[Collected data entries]

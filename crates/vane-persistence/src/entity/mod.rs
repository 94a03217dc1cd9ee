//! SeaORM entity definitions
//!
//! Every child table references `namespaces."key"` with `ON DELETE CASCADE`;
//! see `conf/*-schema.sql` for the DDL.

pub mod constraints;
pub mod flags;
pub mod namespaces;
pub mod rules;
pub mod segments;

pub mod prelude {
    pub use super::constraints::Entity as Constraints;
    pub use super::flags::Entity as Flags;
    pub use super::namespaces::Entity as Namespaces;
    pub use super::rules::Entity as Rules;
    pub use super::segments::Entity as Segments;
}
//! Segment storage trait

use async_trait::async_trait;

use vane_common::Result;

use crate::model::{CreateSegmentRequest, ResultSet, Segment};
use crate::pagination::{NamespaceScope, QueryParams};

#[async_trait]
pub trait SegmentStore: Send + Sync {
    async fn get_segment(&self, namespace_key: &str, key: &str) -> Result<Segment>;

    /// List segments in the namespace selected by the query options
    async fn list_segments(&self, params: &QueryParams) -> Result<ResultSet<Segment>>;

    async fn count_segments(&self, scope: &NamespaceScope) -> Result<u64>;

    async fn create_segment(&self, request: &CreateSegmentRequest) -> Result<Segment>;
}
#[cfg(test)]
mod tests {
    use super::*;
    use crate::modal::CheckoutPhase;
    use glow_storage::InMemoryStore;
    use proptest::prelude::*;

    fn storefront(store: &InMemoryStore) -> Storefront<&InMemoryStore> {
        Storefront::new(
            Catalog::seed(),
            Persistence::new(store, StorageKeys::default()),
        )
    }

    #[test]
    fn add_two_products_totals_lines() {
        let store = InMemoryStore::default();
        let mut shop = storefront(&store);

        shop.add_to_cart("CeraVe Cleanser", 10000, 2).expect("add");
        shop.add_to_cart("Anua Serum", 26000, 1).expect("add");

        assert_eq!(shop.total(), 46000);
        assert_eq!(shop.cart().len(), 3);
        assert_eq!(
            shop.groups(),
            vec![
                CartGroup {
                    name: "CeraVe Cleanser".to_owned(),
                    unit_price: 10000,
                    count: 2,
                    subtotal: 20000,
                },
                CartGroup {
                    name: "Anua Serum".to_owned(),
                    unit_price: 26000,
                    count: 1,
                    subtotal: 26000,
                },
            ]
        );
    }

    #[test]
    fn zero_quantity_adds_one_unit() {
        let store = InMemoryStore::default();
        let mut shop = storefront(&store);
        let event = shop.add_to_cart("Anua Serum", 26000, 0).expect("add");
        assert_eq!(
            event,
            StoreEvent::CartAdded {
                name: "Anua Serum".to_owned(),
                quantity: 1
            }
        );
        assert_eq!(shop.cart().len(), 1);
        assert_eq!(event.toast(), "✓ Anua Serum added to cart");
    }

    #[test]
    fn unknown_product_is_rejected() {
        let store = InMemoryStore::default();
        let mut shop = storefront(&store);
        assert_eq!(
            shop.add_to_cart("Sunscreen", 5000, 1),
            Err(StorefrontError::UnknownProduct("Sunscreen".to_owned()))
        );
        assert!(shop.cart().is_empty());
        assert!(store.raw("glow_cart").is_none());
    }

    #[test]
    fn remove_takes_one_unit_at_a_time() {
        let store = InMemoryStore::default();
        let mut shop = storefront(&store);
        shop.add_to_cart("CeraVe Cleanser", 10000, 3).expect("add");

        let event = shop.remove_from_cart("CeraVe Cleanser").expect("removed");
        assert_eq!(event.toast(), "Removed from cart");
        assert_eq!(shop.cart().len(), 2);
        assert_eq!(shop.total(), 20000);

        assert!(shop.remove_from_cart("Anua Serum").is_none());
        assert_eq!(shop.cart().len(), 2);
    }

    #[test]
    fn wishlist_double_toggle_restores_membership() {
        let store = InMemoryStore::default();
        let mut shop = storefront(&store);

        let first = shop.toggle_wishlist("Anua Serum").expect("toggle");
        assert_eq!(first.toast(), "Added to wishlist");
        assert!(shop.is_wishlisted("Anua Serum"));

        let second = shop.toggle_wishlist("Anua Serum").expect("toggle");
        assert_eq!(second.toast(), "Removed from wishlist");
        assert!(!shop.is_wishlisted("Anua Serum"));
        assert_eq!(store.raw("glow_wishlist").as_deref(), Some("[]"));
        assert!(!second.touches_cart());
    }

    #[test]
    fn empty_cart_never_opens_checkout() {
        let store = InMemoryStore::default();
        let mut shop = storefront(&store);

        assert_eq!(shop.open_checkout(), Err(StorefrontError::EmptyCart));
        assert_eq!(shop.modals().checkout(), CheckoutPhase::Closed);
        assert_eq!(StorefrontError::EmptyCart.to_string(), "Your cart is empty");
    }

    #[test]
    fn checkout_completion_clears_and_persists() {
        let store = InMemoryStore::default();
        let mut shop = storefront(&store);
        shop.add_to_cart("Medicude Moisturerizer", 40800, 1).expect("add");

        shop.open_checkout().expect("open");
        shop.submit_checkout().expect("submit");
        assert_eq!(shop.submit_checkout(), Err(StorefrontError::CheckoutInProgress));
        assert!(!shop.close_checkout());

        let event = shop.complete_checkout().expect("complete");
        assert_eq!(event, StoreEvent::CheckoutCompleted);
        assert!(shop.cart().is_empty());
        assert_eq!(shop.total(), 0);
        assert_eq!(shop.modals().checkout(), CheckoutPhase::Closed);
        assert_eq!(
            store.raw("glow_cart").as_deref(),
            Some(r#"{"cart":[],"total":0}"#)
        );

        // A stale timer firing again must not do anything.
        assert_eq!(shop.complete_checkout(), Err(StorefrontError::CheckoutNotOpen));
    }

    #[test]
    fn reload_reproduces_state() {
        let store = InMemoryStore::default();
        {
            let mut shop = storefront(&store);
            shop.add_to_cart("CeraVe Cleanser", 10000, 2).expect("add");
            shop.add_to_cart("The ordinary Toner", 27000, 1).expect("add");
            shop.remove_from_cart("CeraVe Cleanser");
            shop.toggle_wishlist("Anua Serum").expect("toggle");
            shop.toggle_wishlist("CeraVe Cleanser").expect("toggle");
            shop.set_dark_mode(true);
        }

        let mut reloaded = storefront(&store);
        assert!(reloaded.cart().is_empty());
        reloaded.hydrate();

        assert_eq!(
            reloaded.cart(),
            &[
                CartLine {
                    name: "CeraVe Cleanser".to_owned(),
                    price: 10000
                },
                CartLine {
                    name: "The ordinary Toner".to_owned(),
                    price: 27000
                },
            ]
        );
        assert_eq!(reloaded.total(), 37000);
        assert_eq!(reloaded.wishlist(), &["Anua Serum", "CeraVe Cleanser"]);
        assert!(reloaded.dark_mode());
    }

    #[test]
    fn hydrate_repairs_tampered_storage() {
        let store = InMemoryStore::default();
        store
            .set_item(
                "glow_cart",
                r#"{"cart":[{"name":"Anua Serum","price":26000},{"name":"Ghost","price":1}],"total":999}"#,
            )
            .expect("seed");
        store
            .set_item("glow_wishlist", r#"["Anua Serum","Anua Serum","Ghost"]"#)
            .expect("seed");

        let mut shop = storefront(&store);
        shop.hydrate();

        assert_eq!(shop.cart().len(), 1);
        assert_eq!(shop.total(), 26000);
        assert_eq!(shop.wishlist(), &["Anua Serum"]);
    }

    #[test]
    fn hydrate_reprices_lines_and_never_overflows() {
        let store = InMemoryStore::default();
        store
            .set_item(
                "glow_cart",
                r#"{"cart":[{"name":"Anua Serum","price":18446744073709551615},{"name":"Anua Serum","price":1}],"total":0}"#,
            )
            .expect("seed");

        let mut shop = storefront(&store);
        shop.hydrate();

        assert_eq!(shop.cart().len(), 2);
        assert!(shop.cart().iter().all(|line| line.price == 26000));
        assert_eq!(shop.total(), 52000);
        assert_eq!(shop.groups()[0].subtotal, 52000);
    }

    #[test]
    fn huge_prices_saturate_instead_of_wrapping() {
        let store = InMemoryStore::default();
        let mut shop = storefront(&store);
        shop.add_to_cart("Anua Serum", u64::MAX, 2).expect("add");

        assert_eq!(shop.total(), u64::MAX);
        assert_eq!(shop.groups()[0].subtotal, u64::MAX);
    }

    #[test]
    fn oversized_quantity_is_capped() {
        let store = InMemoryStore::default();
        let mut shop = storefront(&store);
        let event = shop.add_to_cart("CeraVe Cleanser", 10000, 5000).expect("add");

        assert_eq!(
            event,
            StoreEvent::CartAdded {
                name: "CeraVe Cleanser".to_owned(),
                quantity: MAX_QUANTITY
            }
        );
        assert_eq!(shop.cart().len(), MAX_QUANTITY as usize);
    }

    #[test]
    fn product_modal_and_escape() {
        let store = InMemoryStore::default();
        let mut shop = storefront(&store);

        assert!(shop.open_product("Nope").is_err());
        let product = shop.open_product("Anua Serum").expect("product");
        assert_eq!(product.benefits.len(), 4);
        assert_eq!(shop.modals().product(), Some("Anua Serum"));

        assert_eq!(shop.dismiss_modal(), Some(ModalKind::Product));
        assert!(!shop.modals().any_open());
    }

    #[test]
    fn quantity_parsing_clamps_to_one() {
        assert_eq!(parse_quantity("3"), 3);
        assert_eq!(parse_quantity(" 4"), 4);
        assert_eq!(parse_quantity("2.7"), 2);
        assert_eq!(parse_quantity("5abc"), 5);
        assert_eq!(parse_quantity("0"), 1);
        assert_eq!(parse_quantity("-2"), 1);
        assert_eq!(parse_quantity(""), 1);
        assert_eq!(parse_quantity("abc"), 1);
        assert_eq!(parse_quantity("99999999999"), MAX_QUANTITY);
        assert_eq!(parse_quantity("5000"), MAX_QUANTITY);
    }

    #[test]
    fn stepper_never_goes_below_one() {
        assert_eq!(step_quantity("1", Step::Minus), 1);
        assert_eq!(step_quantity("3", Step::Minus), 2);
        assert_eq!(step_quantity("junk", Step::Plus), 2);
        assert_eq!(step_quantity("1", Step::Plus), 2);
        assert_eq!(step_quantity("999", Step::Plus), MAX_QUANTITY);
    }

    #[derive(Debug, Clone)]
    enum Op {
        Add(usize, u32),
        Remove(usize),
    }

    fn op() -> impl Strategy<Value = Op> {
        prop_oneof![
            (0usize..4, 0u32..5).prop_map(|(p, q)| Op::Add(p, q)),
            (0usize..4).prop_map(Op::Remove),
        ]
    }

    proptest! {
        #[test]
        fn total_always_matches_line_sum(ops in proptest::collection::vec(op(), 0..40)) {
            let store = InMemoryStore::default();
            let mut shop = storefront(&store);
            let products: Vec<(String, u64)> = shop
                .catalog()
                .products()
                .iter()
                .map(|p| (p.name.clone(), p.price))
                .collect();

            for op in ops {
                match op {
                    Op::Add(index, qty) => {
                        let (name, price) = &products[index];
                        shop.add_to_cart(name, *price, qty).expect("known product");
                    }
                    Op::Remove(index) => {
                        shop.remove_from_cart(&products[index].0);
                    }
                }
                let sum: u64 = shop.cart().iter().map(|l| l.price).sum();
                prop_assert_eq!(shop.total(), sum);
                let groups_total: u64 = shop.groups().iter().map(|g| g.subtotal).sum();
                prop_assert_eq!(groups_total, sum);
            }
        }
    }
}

* **WHAT YOU WILL DO**
Please print exactly what appears from the first line of the data through the line with "async fn get_segment(&self, namespace_key: &str, key: &str)", including both of those lines and nothing past them.

* **FINISHED TASK**
filename crates/vane-persistence/src/entity/mod.rs
repository 94a03217dc1cd9ee
//! SeaORM entity definitions
//!
//! Every child table references `namespaces."key"` with `ON DELETE CASCADE`;
//! see `conf/*-schema.sql` for the DDL.

pub mod constraints;
pub mod flags;
pub mod namespaces;
pub mod rules;
pub mod segments;

pub mod prelude {
    pub use super::constraints::Entity as Constraints;
    pub use super::flags::Entity as Flags;
    pub use super::namespaces::Entity as Namespaces;
    pub use super::rules::Entity as Rules;
    pub use super::segments::Entity as Segments;
}
//! Segment storage trait

use async_trait::async_trait;

use vane_common::Result;

use crate::model::{CreateSegmentRequest, ResultSet, Segment};
use crate::pagination::{NamespaceScope, QueryParams};

#[async_trait]
pub trait SegmentStore: Send + Sync {
    async fn get_segment(&self, namespace_key: &str, key: &str) -> Result<Segment>;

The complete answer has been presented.